>>

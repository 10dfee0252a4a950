//! Everything the chart paints for one frame, already in surface coordinates.

use super::animation::Progress;
use super::geometry::{Geometry, RevealedLine, reveal};

use iced_core::{Point, Rectangle};
use provider::{DELTA_THRESHOLD, MonthSlice};

pub const TEXT_SIZE: f32 = 11.0;
pub const SMALL_TEXT_SIZE: f32 = 10.0;

const GRID_STEPS: usize = 4;
const DATE_TICK_EVERY: usize = 3;
const DATE_FORMAT: &str = "%b %-d";

/// Rough advance width of the chart font, good enough to size pills.
pub fn text_width(text: &str) -> f32 {
    text.chars().count() as f32 * TEXT_SIZE * 0.62
}

pub fn degrees_label(value: f32) -> String {
    format!("{}°", value.round() as i32)
}

/// How a temperature difference reads against the reference year.
#[derive(Debug, Clone, Copy, PartialEq, Eq)]
pub enum Tone {
    Warmer,
    Cooler,
    Same,
}

impl Tone {
    pub fn from_delta(delta: f32) -> Self {
        if delta > DELTA_THRESHOLD {
            Tone::Warmer
        } else if delta < -DELTA_THRESHOLD {
            Tone::Cooler
        } else {
            Tone::Same
        }
    }
}

#[derive(Debug, Clone, Copy, PartialEq, Eq)]
pub enum Series {
    ThisPeriod,
    Reference,
}

#[derive(Debug, Clone, PartialEq)]
pub struct GridLine {
    pub y: f32,
    pub label: String,
}

#[derive(Debug, Clone, PartialEq)]
pub struct DateTick {
    pub x: f32,
    pub label: String,
}

#[derive(Debug, Clone, Copy, PartialEq)]
pub struct TodayMarker {
    pub x: f32,
    pub tone: Tone,
}

#[derive(Debug, Clone, PartialEq)]
pub struct Callout {
    pub series: Series,
    pub point: Point,
    pub label: String,
    pub pill: Rectangle,
}

#[derive(Debug, Clone, PartialEq)]
pub struct HoverOverlay {
    pub index: usize,
    pub x: f32,
    pub date_label: String,
    pub callouts: Vec<Callout>,
}

#[derive(Debug, Clone, PartialEq)]
pub struct Scene {
    pub geometry: Geometry,
    pub grid: Vec<GridLine>,
    pub date_ticks: Vec<DateTick>,
    pub today: Option<TodayMarker>,
    pub reference: RevealedLine,
    pub this_period: RevealedLine,
    /// Faded markers after today, no connecting line.
    pub forecast: Vec<Point>,
    pub hover: Option<HoverOverlay>,
}

impl Scene {
    pub fn build(
        geometry: Geometry,
        slice: &MonthSlice,
        progress: Progress,
        hover: Option<usize>,
    ) -> Self {
        let n = slice.len();

        let reference_points = geometry.points(&slice.reference_period, 0..n);
        let observed = slice.observed_end().map_or(0, |end| end + 1);
        let this_points = geometry.points(&slice.this_period, 0..observed);

        let forecast = match slice.today {
            Some(today) => {
                let points = geometry.points(&slice.this_period, today + 1..n);
                let shown = (points.len() as f32 * progress.forecast).floor() as usize;
                points.into_iter().take(shown).map(|(_, p)| p).collect()
            }
            None => vec![],
        };

        Scene {
            grid: grid_lines(&geometry),
            date_ticks: date_ticks(&geometry, slice),
            today: slice.today.map(|idx| TodayMarker {
                x: geometry.x_pos(idx),
                tone: Tone::from_delta(slice.delta),
            }),
            reference: reveal(&reference_points, progress.line),
            this_period: reveal(&this_points, progress.line),
            forecast,
            hover: hover
                .filter(|&idx| idx < n)
                .map(|idx| hover_overlay(&geometry, slice, idx)),
            geometry,
        }
    }
}

fn grid_lines(geometry: &Geometry) -> Vec<GridLine> {
    let (min, max) = geometry.domain();

    (0..=GRID_STEPS)
        .map(|i| {
            let value = min + (i as f32 / GRID_STEPS as f32) * (max - min);
            GridLine {
                y: geometry.y_pos(value),
                label: degrees_label(value),
            }
        })
        .collect()
}

fn date_ticks(geometry: &Geometry, slice: &MonthSlice) -> Vec<DateTick> {
    slice
        .dates
        .iter()
        .enumerate()
        .step_by(DATE_TICK_EVERY)
        .map(|(i, date)| DateTick {
            x: geometry.x_pos(i),
            label: date.format(DATE_FORMAT).to_string(),
        })
        .collect()
}

fn hover_overlay(geometry: &Geometry, slice: &MonthSlice, index: usize) -> HoverOverlay {
    let x = geometry.x_pos(index);

    let callouts = [
        (Series::ThisPeriod, slice.this_period[index]),
        (Series::Reference, slice.reference_period[index]),
    ]
    .into_iter()
    .filter_map(|(series, value)| {
        let value = value?;
        let point = geometry.point(index, value);
        let label = degrees_label(value);
        let pill = geometry.pill_rect(x, point.y, text_width(&label));

        Some(Callout {
            series,
            point,
            label,
            pill,
        })
    })
    .collect();

    HoverOverlay {
        index,
        x,
        date_label: slice.dates[index].format(DATE_FORMAT).to_string(),
        callouts,
    }
}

<<

### Assignment:
Copy out every line from the data above that has "forecast" in it.

### Answer to the problem:
    pub forecast: Vec<Point>,
        let forecast = match slice.today {
                let shown = (points.len() as f32 * progress.forecast).floor() as usize;
            forecast,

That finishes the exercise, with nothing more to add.